* _EXERCISE DESCRIPTION_: When you output the entries, begin with the first line and end with the line containing "pub enum LabelEntry<'a>", keeping each line exactly as it is.
----- EXTRACTED INFORMATION
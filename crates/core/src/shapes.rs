//! Known input shapes of ambiguous CMS fields.
//!
//! Each field that has appeared in more than one shape across schema
//! versions gets an enum here, built by an explicit runtime shape check.
//! The normalizer then maps each variant with its own rule. Nothing in
//! this module fails: unrecognized input classifies as `Invalid`.

use serde_json::{Map, Value};

/// An entry of a label list (`categories`, `outcomes`).
#[derive(Debug, Clone, PartialEq)]
pub enum LabelEntry<'a> {
    /// `"Fintech"`
    Plain(&'a str),
    /// `{ "name": "Fintech" }` or `{ "text": "25K DAU" }`; inner value may be absent.
    Keyed(Option<&'a str>),
    Invalid,
}

impl<'a> LabelEntry<'a> {
    /// Classify one list entry. `key` is the property holding the label
    /// in the object shape.
    pub fn classify(value: &'a Value, key: &str) -> Self {
        match value {
            Value::String(s) => LabelEntry::Plain(s),
            Value::Object(map) => LabelEntry::Keyed(map.get(key).and_then(Value::as_str)),
            _ => LabelEntry::Invalid,
        }
    }

    /// The trimmed, non-empty label, if this entry carries one.
    pub fn label(&self) -> Option<&'a str> {
        let raw = match self {
            LabelEntry::Plain(s) => Some(*s),
            LabelEntry::Keyed(inner) => *inner,
            LabelEntry::Invalid => None,
        }?;
        let trimmed = raw.trim();
        (!trimmed.is_empty()).then_some(trimmed)
    }
}

/// An entry of an image list, or a single upload field.
#[derive(Debug, Clone, PartialEq)]
pub enum ImageEntry<'a> {
    /// Array row wrapping a populated upload: `{ "image": { "url": ... } }`.
    Nested(&'a Map<String, Value>),
    /// A populated media document or an already-normalized image:
    /// `{ "url": ..., "alt": ... }`.
    Flat(&'a Map<String, Value>),
    /// An upload that was not populated (bare media id, or `{ "image": 12 }`).
    Unpopulated,
    Invalid,
}

impl<'a> ImageEntry<'a> {
    pub fn classify(value: &'a Value) -> Self {
        match value {
            Value::Object(map) => match map.get("image") {
                Some(Value::Object(inner)) => ImageEntry::Nested(inner),
                Some(Value::Null) | None if map.contains_key("url") => ImageEntry::Flat(map),
                Some(Value::Number(_)) | Some(Value::String(_)) => ImageEntry::Unpopulated,
                Some(_) => ImageEntry::Invalid,
                None => ImageEntry::Invalid,
            },
            Value::Number(_) | Value::String(_) => ImageEntry::Unpopulated,
            _ => ImageEntry::Invalid,
        }
    }

    /// The media fields of this entry, when populated.
    pub fn media(&self) -> Option<&'a Map<String, Value>> {
        match self {
            ImageEntry::Nested(map) | ImageEntry::Flat(map) => Some(map),
            ImageEntry::Unpopulated | ImageEntry::Invalid => None,
        }
    }
}

/// An entry of the social links list.
#[derive(Debug, Clone, PartialEq)]
pub enum SocialLinkEntry<'a> {
    /// A bare string. Usable only if it is itself an absolute URL.
    Bare(&'a str),
    Structured {
        platform: Option<&'a str>,
        url: Option<&'a str>,
        label: Option<&'a str>,
    },
    Invalid,
}

impl<'a> SocialLinkEntry<'a> {
    pub fn classify(value: &'a Value) -> Self {
        match value {
            Value::String(s) => SocialLinkEntry::Bare(s),
            Value::Object(map) => SocialLinkEntry::Structured {
                platform: map.get("platform").and_then(Value::as_str),
                url: map.get("url").and_then(Value::as_str),
                label: map.get("label").and_then(Value::as_str),
            },
            _ => SocialLinkEntry::Invalid,
        }
    }
}

/// Bio text of the about section across both schema versions.
#[derive(Debug, Clone, PartialEq)]
pub enum BioInput<'a> {
    /// Current schema: `bioLeft` / `bioRight` plain text.
    Split {
        left: Option<&'a str>,
        right: Option<&'a str>,
    },
    /// Older schema: a single rich-text `bio`, alongside whatever split
    /// fields happen to be present.
    Legacy {
        left: Option<&'a str>,
        right: Option<&'a str>,
        bio: &'a Value,
    },
}

impl<'a> BioInput<'a> {
    pub fn classify(doc: &'a Value) -> Self {
        let left = doc.get("bioLeft").and_then(Value::as_str);
        let right = doc.get("bioRight").and_then(Value::as_str);
        match doc.get("bio") {
            Some(bio) if !bio.is_null() => BioInput::Legacy { left, right, bio },
            _ => BioInput::Split { left, right },
        }
    }
}

/// Extract plain-text paragraphs from a rich-text value.
///
/// Accepts a plain string (paragraphs separated by blank lines), the
/// Lexical editor state (`{ root: { children: [...] } }`), or a bare array
/// of block nodes. Each top-level block becomes one paragraph; empty
/// paragraphs are skipped.
pub fn rich_text_paragraphs(value: &Value) -> Vec<String> {
    let blocks: &[Value] = match value {
        Value::String(s) => {
            return s
                .split("\n\n")
                .map(str::trim)
                .filter(|p| !p.is_empty())
                .map(str::to_string)
                .collect();
        }
        Value::Array(items) => items,
        Value::Object(map) => match map
            .get("root")
            .and_then(|root| root.get("children"))
            .and_then(Value::as_array)
        {
            Some(children) => children,
            None => return Vec::new(),
        },
        _ => return Vec::new(),
    };

    blocks
        .iter()
        .map(|block| {
            let mut text = String::new();
            collect_text(block, &mut text);
            text.trim().to_string()
        })
        .filter(|p| !p.is_empty())
        .collect()
}

fn collect_text(node: &Value, out: &mut String) {
    if let Some(text) = node.get("text").and_then(Value::as_str) {
        out.push_str(text);
    }
    if let Some(children) = node.get("children").and_then(Value::as_array) {
        for child in children {
            collect_text(child, out);
        }
    }
}
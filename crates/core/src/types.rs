/// Primary keys of the direct document store are PostgreSQL BIGSERIAL.
pub type DbId = i64;

/// All timestamps are UTC.
pub type Timestamp = chrono::DateTime<chrono::Utc>;

/// A raw CMS document as returned by either content source.
///
/// Documents are loosely typed: any field may be missing or carry one of
/// several historical shapes. The normalizer is the only place that
/// interprets them.
pub type Document = serde_json::Value;
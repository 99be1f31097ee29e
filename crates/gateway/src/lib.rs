//! Content gateway for the portfolio site.
//!
//! Reads CMS content from either an in-process document store or the CMS
//! REST API, absorbs every source failure into fallback values, and hands
//! normalized view models to callers.

pub mod config;
pub mod direct;
pub mod error;
pub mod gateway;
pub mod handle;
pub mod page;
pub mod rest;

pub use config::GatewayConfig;
pub use error::GatewayError;
pub use gateway::{ContentGateway, Source};
pub use handle::DirectClientHandle;
//! Repository for the `cms_documents` and `cms_globals` tables.
//!
//! Translates source-agnostic [`CollectionQuery`] values into SQL over the
//! JSONB document column. Equality filters compare `doc->>field` as text,
//! which matches the query-string rendering of booleans, integers and
//! strings.

use sqlx::{PgPool, Postgres, QueryBuilder};

use folio_core::query::{CollectionQuery, DocumentList, Equals, SortDirection};
use folio_core::types::Document;

use crate::models::document::{DocumentRow, GlobalRow};

// ---------------------------------------------------------------------------
// Column lists
// ---------------------------------------------------------------------------

const DOCUMENT_COLUMNS: &str = "id, collection, doc, created_at, updated_at";

const GLOBAL_COLUMNS: &str = "slug, doc, updated_at";

/// Read access to CMS documents stored in Postgres.
pub struct DocumentRepo;

impl DocumentRepo {
    /// Run a list query and return the matching documents in the CMS
    /// pagination envelope (always page 1).
    pub async fn find(pool: &PgPool, query: &CollectionQuery) -> Result<DocumentList, sqlx::Error> {
        let mut select = QueryBuilder::<Postgres>::new(format!(
            "SELECT {DOCUMENT_COLUMNS} FROM cms_documents WHERE collection = "
        ));
        select.push_bind(query.collection.as_str());
        push_filters(&mut select, &query.filters);

        match &query.sort {
            Some(sort) => {
                let direction = match sort.direction {
                    SortDirection::Asc => "ASC",
                    SortDirection::Desc => "DESC",
                };
                match sort.field.as_str() {
                    "createdAt" => select.push(format!(" ORDER BY created_at {direction}")),
                    "updatedAt" => select.push(format!(" ORDER BY updated_at {direction}")),
                    field => {
                        select.push(" ORDER BY doc -> ");
                        select.push_bind(field.to_string());
                        select.push(format!(" {direction} NULLS LAST"))
                    }
                };
                select.push(", id ASC");
            }
            None => {
                select.push(" ORDER BY id ASC");
            }
        }

        if let Some(limit) = query.limit {
            select.push(" LIMIT ");
            select.push_bind(i64::from(limit));
        }

        let rows = select.build_query_as::<DocumentRow>().fetch_all(pool).await?;

        let mut count = QueryBuilder::<Postgres>::new(
            "SELECT COUNT(*) FROM cms_documents WHERE collection = ",
        );
        count.push_bind(query.collection.as_str());
        push_filters(&mut count, &query.filters);
        let (total,) = count.build_query_as::<(i64,)>().fetch_one(pool).await?;

        let total = u64::try_from(total).unwrap_or(0);
        tracing::debug!(
            collection = %query.collection,
            returned = rows.len(),
            total,
            "Direct document query"
        );

        Ok(DocumentList {
            docs: rows.into_iter().map(DocumentRow::into_document).collect(),
            total_docs: Some(total),
            has_next_page: Some(query.limit.is_some_and(|limit| total > u64::from(limit))),
            page: Some(1),
        })
    }

    /// Fetch a global document by slug.
    pub async fn find_global(pool: &PgPool, slug: &str) -> Result<Option<Document>, sqlx::Error> {
        let query = format!("SELECT {GLOBAL_COLUMNS} FROM cms_globals WHERE slug = $1");
        let row = sqlx::query_as::<_, GlobalRow>(&query)
            .bind(slug)
            .fetch_optional(pool)
            .await?;
        Ok(row.map(|r| r.doc))
    }
}

fn push_filters(builder: &mut QueryBuilder<'_, Postgres>, filters: &[Equals]) {
    for filter in filters {
        builder.push(" AND doc ->> ");
        builder.push_bind(filter.field.clone());
        builder.push(" = ");
        builder.push_bind(filter.value.as_text());
    }
}
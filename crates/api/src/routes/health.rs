use axum::extract::State;
use axum::{routing::get, Json, Router};
use serde::Serialize;

use crate::state::AppState;

/// Health check response payload.
#[derive(Serialize)]
pub struct HealthResponse {
    /// Overall service status. Always `ok`: content reads degrade to
    /// fallbacks instead of failing.
    pub status: &'static str,
    /// Crate version from Cargo.toml.
    pub version: &'static str,
    /// Content source in use, `direct` or `rest`.
    pub source: &'static str,
    /// Whether the direct client has been initialized in this process.
    pub direct_client: bool,
}

/// GET /health
async fn health_check(State(state): State<AppState>) -> Json<HealthResponse> {
    Json(HealthResponse {
        status: "ok",
        version: env!("CARGO_PKG_VERSION"),
        source: state.gateway.source().as_str(),
        direct_client: state.gateway.direct_client_ready(),
    })
}

/// Mount health check routes (intended for root-level, NOT under `/api/v1`).
pub fn router() -> Router<AppState> {
    Router::new().route("/health", get(health_check))
}
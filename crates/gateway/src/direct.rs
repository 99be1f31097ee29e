//! In-process CMS client.
//!
//! [`DirectClient`] is the seam between the gateway and a document source
//! that lives in the same process. [`PgDirectClient`] reads the Postgres
//! document store through [`folio_db::repositories::DocumentRepo`].

use async_trait::async_trait;

use folio_core::query::{CollectionQuery, DocumentList, GlobalSlug};
use folio_core::types::Document;
use folio_db::repositories::DocumentRepo;
use folio_db::DbPool;

use crate::error::GatewayError;

/// A content source queried in-process, without HTTP.
#[async_trait]
pub trait DirectClient: Send + Sync {
    /// Run a list query against a collection.
    async fn find(&self, query: &CollectionQuery) -> Result<DocumentList, GatewayError>;

    /// Fetch a global document; `None` if it has never been saved.
    async fn find_global(&self, slug: GlobalSlug) -> Result<Option<Document>, GatewayError>;
}

/// Direct client over the Postgres document store.
pub struct PgDirectClient {
    pool: DbPool,
}

impl PgDirectClient {
    pub fn new(pool: DbPool) -> Self {
        Self { pool }
    }

    /// Open a pool, confirm the store answers and apply its migrations.
    pub async fn connect(database_url: &str) -> Result<Self, GatewayError> {
        let pool = folio_db::create_pool(database_url)
            .await
            .map_err(|e| GatewayError::ClientInit(format!("Failed to connect to document store: {e}")))?;
        folio_db::health_check(&pool)
            .await
            .map_err(|e| GatewayError::ClientInit(format!("Document store health check failed: {e}")))?;
        folio_db::run_migrations(&pool)
            .await
            .map_err(|e| GatewayError::ClientInit(format!("Document store migrations failed: {e}")))?;
        tracing::info!("Direct CMS client connected");
        Ok(Self::new(pool))
    }
}

#[async_trait]
impl DirectClient for PgDirectClient {
    async fn find(&self, query: &CollectionQuery) -> Result<DocumentList, GatewayError> {
        Ok(DocumentRepo::find(&self.pool, query).await?)
    }

    async fn find_global(&self, slug: GlobalSlug) -> Result<Option<Document>, GatewayError> {
        Ok(DocumentRepo::find_global(&self.pool, slug.as_str()).await?)
    }
}
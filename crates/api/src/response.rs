//! Shared response envelope types for API handlers.
//!
//! All JSON API responses use a `{ "data": ... }` envelope.

use serde::Serialize;

/// Standard `{ "data": T }` response envelope.
///
/// # Example
///
/// ```ignore
/// Json(DataResponse { data: projects })
/// ```
#[derive(Debug, Serialize)]
pub struct DataResponse<T: Serialize> {
    pub data: T,
}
----------
* _RESPONSE AREA_:
filename crates/core/src/shapes.rs
//! Known input shapes of ambiguous CMS fields.
//!
//! Each field that has appeared in more than one shape across schema
//! versions gets an enum here, built by an explicit runtime shape check.
//! The normalizer then maps each variant with its own rule. Nothing in
//! this module fails: unrecognized input classifies as `Invalid`.

use serde_json::{Map, Value};

/// An entry of a label list (`categories`, `outcomes`).
#[derive(Debug, Clone, PartialEq)]
pub enum LabelEntry<'a> {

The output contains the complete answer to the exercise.